##### MATERIAL TO PROCESS

use std::collections::{HashMap, HashSet};
use std::sync::{Arc, RwLock};

use tracing::{debug, info, warn};

use crate::bucketize::{self, BucketContext};
use crate::catalog::{loader, ArtifactSource, Catalog, CatalogStatus};
use crate::config::DomainConfig;
use crate::core::{CatalogItem, ProfileSummary, RecommendationResult};
use crate::discover::{self, DiscoverResult};
use crate::display;
use crate::diversity;
use crate::error::{EngineError, Result};
use crate::scoring;
use crate::search;
use crate::similarity;

struct Slot {
    status: CatalogStatus,
    catalog: Option<Arc<Catalog>>,
}

/// One domain's recommendation engine.
///
/// Owns the catalog snapshot and the per-domain configuration; constructed
/// once at process start and shared by reference with request handlers.
/// Every operation reads an immutable catalog snapshot, so arbitrarily
/// many requests may run concurrently; `load` swaps in a fresh snapshot
/// atomically and in-flight requests keep the one they started with.
pub struct RecommendEngine {
    config: DomainConfig,
    slot: RwLock<Slot>,
}

impl RecommendEngine {
    /// Create an engine in the `Loading` state; call [`load`](Self::load)
    /// before serving requests
    pub fn new(config: DomainConfig) -> Self {
        Self {
            config,
            slot: RwLock::new(Slot {
                status: CatalogStatus::Loading,
                catalog: None,
            }),
        }
    }

    pub fn config(&self) -> &DomainConfig {
        &self.config
    }

    /// Load (or reload) the catalog from its artifacts.
    ///
    /// On failure the engine flips to `Failed` and stays inert until the
    /// next successful load; the process is never taken down by a bad
    /// cache artifact.
    pub async fn load(&self, source: &dyn ArtifactSource) -> Result<()> {
        match loader::load(source, &self.config.artifacts).await {
            Ok(catalog) => {
                info!(domain = %self.config.domain, items = catalog.len(), "catalog ready");
                let mut slot = self.slot.write().unwrap();
                slot.status = CatalogStatus::Ready;
                slot.catalog = Some(Arc::new(catalog));
                Ok(())
            }
            Err(e) => {
                warn!(domain = %self.config.domain, error = %e, "catalog load failed");
                let mut slot = self.slot.write().unwrap();
                slot.status = CatalogStatus::Failed;
                slot.catalog = None;
                Err(e)
            }
        }
    }

    pub fn status(&self) -> CatalogStatus {
        self.slot.read().unwrap().status
    }

    pub fn is_ready(&self) -> bool {
        self.status() == CatalogStatus::Ready
    }

    fn snapshot(&self) -> Result<Arc<Catalog>> {
        let slot = self.slot.read().unwrap();
        match (&slot.status, &slot.catalog) {
            (CatalogStatus::Ready, Some(catalog)) => Ok(Arc::clone(catalog)),
            _ => Err(EngineError::NotReady(self.config.domain.clone())),
        }
    }

    /// The catalog's categorical tag vocabulary
    pub fn tags(&self) -> Result<Vec<String>> {
        Ok(self.snapshot()?.tags().to_vec())
    }

    /// Fuzzy or substring lookup per the domain's search mode
    pub fn search(&self, query: &str, limit: Option<usize>) -> Result<Vec<CatalogItem>> {
        let catalog = self.snapshot()?;
        let limit = limit.unwrap_or(self.config.search_limit);
        Ok(search::search(&catalog, query, limit, self.config.search))
    }

    /// Cold-start discovery lists
    pub fn discover(&self) -> Result<DiscoverResult> {
        let catalog = self.snapshot()?;
        Ok(discover::discover(&catalog, &self.config.discover))
    }

    /// Run the full recommendation pipeline for a seed list.
    ///
    /// Unknown seed ids are silently dropped; a request with fewer ids
    /// than the domain minimum, or whose known set resolves empty, is an
    /// `InvalidQuery`. A pipeline that produces zero candidates is a
    /// valid result with no buckets.
    pub fn recommend(
        &self,
        seed_ids: &[String],
        explore_tag: Option<&str>,
    ) -> Result<RecommendationResult> {
        let catalog = self.snapshot()?;

        if seed_ids.len() < self.config.min_seeds {
            return Err(EngineError::InvalidQuery(format!(
                "at least {} seed ids are required, got {}",
                self.config.min_seeds,
                seed_ids.len()
            )));
        }

        // Resolve seeds, dropping unknown ids and duplicates
        let mut seen = HashSet::new();
        let seeds: Vec<usize> = seed_ids
            .iter()
            .filter_map(|id| catalog.index_of(id))
            .filter(|i| seen.insert(*i))
            .collect();

        if seeds.is_empty() {
            return Err(EngineError::InvalidQuery(
                "none of the seed ids exist in the catalog".to_string(),
            ));
        }

        let candidates = similarity::similarities(&catalog, &seeds, self.config.similarity);
        let scored = scoring::score(candidates, &catalog, &self.config.score);
        let mut ranked = diversity::rerank(scored, &catalog, self.config.decay);
        display::normalize(&mut ranked, &self.config.display);

        debug!(
            domain = %self.config.domain,
            seeds = seeds.len(),
            candidates = ranked.len(),
            "pipeline ranked"
        );

        let profile = build_profile(&catalog, &seeds);

        let ctx = BucketContext {
            explore_tag: explore_tag.map(|t| t.to_string()),
            dominant_tag: profile.dominant_tag.clone(),
        };

        // Seeds never reappear in any bucket
        let mut used_ids: HashSet<String> = seed_ids.iter().cloned().collect();
        let buckets = bucketize::bucketize(
            &ranked,
            &catalog,
            &self.config.buckets,
            &ctx,
            self.config.near_duplicate_threshold,
            &mut used_ids,
        );

        Ok(RecommendationResult {
            buckets,
            profile,
            explore_tag: explore_tag.map(|t| t.to_string()),
        })
    }
}

/// Summarize the resolved seed set: items, modal tag, touched tags
fn build_profile(catalog: &Catalog, seeds: &[usize]) -> ProfileSummary {
    let items: Vec<CatalogItem> = seeds.iter().map(|&i| catalog.item(i).clone()).collect();

    let mut counts: HashMap<&str, usize> = HashMap::new();
    for item in &items {
        for tag in &item.tags {
            *counts.entry(tag.as_str()).or_insert(0) += 1;
        }
    }

    // Modal tag; lexicographic tie-break keeps the result deterministic
    let dominant_tag = counts
        .iter()
        .max_by(|a, b| a.1.cmp(b.1).then_with(|| b.0.cmp(a.0)))
        .map(|(tag, _)| tag.to_string());

    let mut tags: Vec<String> = counts.keys().map(|t| t.to_string()).collect();
    tags.sort();

    ProfileSummary {
        items,
        dominant_tag,
        tags,
    }
}

#[cfg(test)]
mod tests {
    use super::*;
    use crate::bucketize::{BucketRule, BucketSpec};
    use crate::catalog::loader::{ArtifactSpec, FacetSpec};
    use crate::catalog::MemorySource;
    use crate::discover::{DiscoverSpec, IconicRule};
    use crate::display::DisplayStrategy;
    use crate::scoring::{HybridWeights, ScoreParams};
    use crate::search::SearchMode;
    use crate::similarity::SimilarityMode;

    fn test_config() -> DomainConfig {
        DomainConfig {
            domain: "test".to_string(),
            min_seeds: 3,
            artifacts: ArtifactSpec {
                items: "items.json".to_string(),
                facets: vec![FacetSpec {
                    file: "features.json".to_string(),
                    weight: 1.0,
                }],
            },
            similarity: SimilarityMode::PerSeedMerge { top_k: 20 },
            score: ScoreParams {
                weights: HybridWeights {
                    similarity: 0.7,
                    quality: 0.3,
                },
                similarity_ceiling: 1.0,
                similarity_scale: 100.0,
                similarity_clip: 100.0,
                quality_scale: 100.0,
                similarity_exponent: 1.0,
            },
            decay: 0.85,
            display: DisplayStrategy::LogRelative {
                top: 99.0,
                floor: 85.0,
                reference_rank: 15,
            },
            buckets: vec![BucketSpec::new("main", BucketRule::TopRemaining, 10)],
            near_duplicate_threshold: None,
            search: SearchMode::Fuzzy { cutoff: 60.0 },
            search_limit: 30,
            discover: DiscoverSpec {
                iconic: IconicRule::ByIds(vec!["s1".to_string()]),
                explore_quality: None,
                explore_popularity: None,
                excluded_tags: Vec::new(),
                sample_size: 2,
                seed: 42,
            },
        }
    }

    /// Five items: three seeds plus two candidates sharing one creator
    fn five_item_source() -> MemorySource {
        let mut source = MemorySource::new();
        source.insert(
            "items.json",
            r#"[
                {"id": "s1", "name": "Seed One", "creator": "SeedCo", "quality": 0.9, "tags": ["RPG"]},
                {"id": "s2", "name": "Seed Two", "creator": "SeedCo", "quality": 0.9, "tags": ["RPG", "Indie"]},
                {"id": "s3", "name": "Seed Three", "creator": "SeedCo", "quality": 0.9, "tags": ["RPG"]},
                {"id": "c1", "name": "Candidate One", "creator": "Same Dev", "quality": 0.9},
                {"id": "c2", "name": "Candidate Two", "creator": "Same Dev", "quality": 0.8}
            ]"#,
        );
        source.insert(
            "features.json",
            r#"{"facet": "combined", "dim": 2, "rows": [
                [1.0, 0.0], [1.0, 0.0], [1.0, 0.0], [1.0, 0.0], [1.0, 0.0]
            ]}"#,
        );
        source
    }

    fn seeds() -> Vec<String> {
        vec!["s1".to_string(), "s2".to_string(), "s3".to_string()]
    }

    #[tokio::test]
    async fn test_not_ready_before_load() {
        let engine = RecommendEngine::new(test_config());
        assert_eq!(engine.status(), CatalogStatus::Loading);

        assert!(matches!(engine.tags(), Err(EngineError::NotReady(_))));
        assert!(matches!(engine.search("x", None), Err(EngineError::NotReady(_))));
        assert!(matches!(engine.discover(), Err(EngineError::NotReady(_))));
        assert!(matches!(
            engine.recommend(&seeds(), None),
            Err(EngineError::NotReady(_))
        ));
    }

    #[tokio::test]
    async fn test_failed_load_is_sticky_until_reload() {
        let engine = RecommendEngine::new(test_config());

        let empty = MemorySource::new();
        assert!(engine.load(&empty).await.is_err());
        assert_eq!(engine.status(), CatalogStatus::Failed);
        assert!(matches!(engine.discover(), Err(EngineError::NotReady(_))));

        engine.load(&five_item_source()).await.unwrap();
        assert_eq!(engine.status(), CatalogStatus::Ready);
        assert!(engine.discover().is_ok());
    }

    #[tokio::test]
    async fn test_too_few_seeds_is_invalid_query() {
        let engine = RecommendEngine::new(test_config());
        engine.load(&five_item_source()).await.unwrap();

        let err = engine.recommend(&[], None).unwrap_err();
        assert!(matches!(err, EngineError::InvalidQuery(_)));

        let err = engine
            .recommend(&["s1".to_string(), "s2".to_string()], None)
            .unwrap_err();
        assert!(matches!(err, EngineError::InvalidQuery(_)));
    }

    #[tokio::test]
    async fn test_all_unknown_seeds_is_invalid_query() {
        let engine = RecommendEngine::new(test_config());
        engine.load(&five_item_source()).await.unwrap();

        let unknown = vec!["x".to_string(), "y".to_string(), "z".to_string()];
        let err = engine.recommend(&unknown, None).unwrap_err();
        assert!(matches!(err, EngineError::InvalidQuery(_)));
    }

    #[tokio::test]
    async fn test_shared_creator_decay_scenario() {
        let engine = RecommendEngine::new(test_config());
        engine.load(&five_item_source()).await.unwrap();

        let result = engine.recommend(&seeds(), None).unwrap();
        let main = result.bucket("main").unwrap();
        assert_eq!(main.items.len(), 2);

        // Both candidates sit at similarity 1.0; c1 wins on quality and
        // c2, second from the same creator, is decayed once. With
        // hybrid(c1) = 97 and hybrid(c2) = 94 * 0.85 = 79.9 the order is
        // c1 then c2.
        assert_eq!(main.items[0].item.id, "c1");
        assert_eq!(main.items[1].item.id, "c2");
    }

    #[tokio::test]
    async fn test_profile_summary() {
        let engine = RecommendEngine::new(test_config());
        engine.load(&five_item_source()).await.unwrap();

        let result = engine.recommend(&seeds(), None).unwrap();
        assert_eq!(result.profile.items.len(), 3);
        assert_eq!(result.profile.dominant_tag.as_deref(), Some("RPG"));
        assert_eq!(result.profile.tags, vec!["Indie".to_string(), "RPG".to_string()]);
    }

    #[tokio::test]
    async fn test_unknown_seed_ids_are_dropped() {
        let engine = RecommendEngine::new(test_config());
        engine.load(&five_item_source()).await.unwrap();

        let mut ids = seeds();
        ids.push("does-not-exist".to_string());
        let result = engine.recommend(&ids, None).unwrap();
        assert_eq!(result.profile.items.len(), 3);
    }

    #[tokio::test]
    async fn test_seeds_never_recommended() {
        let engine = RecommendEngine::new(test_config());
        engine.load(&five_item_source()).await.unwrap();

        let result = engine.recommend(&seeds(), None).unwrap();
        for bucket in &result.buckets {
            for item in &bucket.items {
                assert!(!item.item.id.starts_with('s'));
            }
        }
    }
}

##########

- REQUIRED ACTION -
Send back exactly the lines of the listing above starting at the one with "sharing one creator" and ending at the one with "fn seeds() ->", inclusive, and no others.

- ANSWER FOR THE TASK -
    /// Five items: three seeds plus two candidates sharing one creator
    fn five_item_source() -> MemorySource {
        let mut source = MemorySource::new();
        source.insert(
            "items.json",
            r#"[
                {"id": "s1", "name": "Seed One", "creator": "SeedCo", "quality": 0.9, "tags": ["RPG"]},
                {"id": "s2", "name": "Seed Two", "creator": "SeedCo", "quality": 0.9, "tags": ["RPG", "Indie"]},
                {"id": "s3", "name": "Seed Three", "creator": "SeedCo", "quality": 0.9, "tags": ["RPG"]},
                {"id": "c1", "name": "Candidate One", "creator": "Same Dev", "quality": 0.9},
                {"id": "c2", "name": "Candidate Two", "creator": "Same Dev", "quality": 0.8}
            ]"#,
        );
        source.insert(
            "features.json",
            r#"{"facet": "combined", "dim": 2, "rows": [
                [1.0, 0.0], [1.0, 0.0], [1.0, 0.0], [1.0, 0.0], [1.0, 0.0]
            ]}"#,
        );
        source
    }

    fn seeds() -> Vec<String> {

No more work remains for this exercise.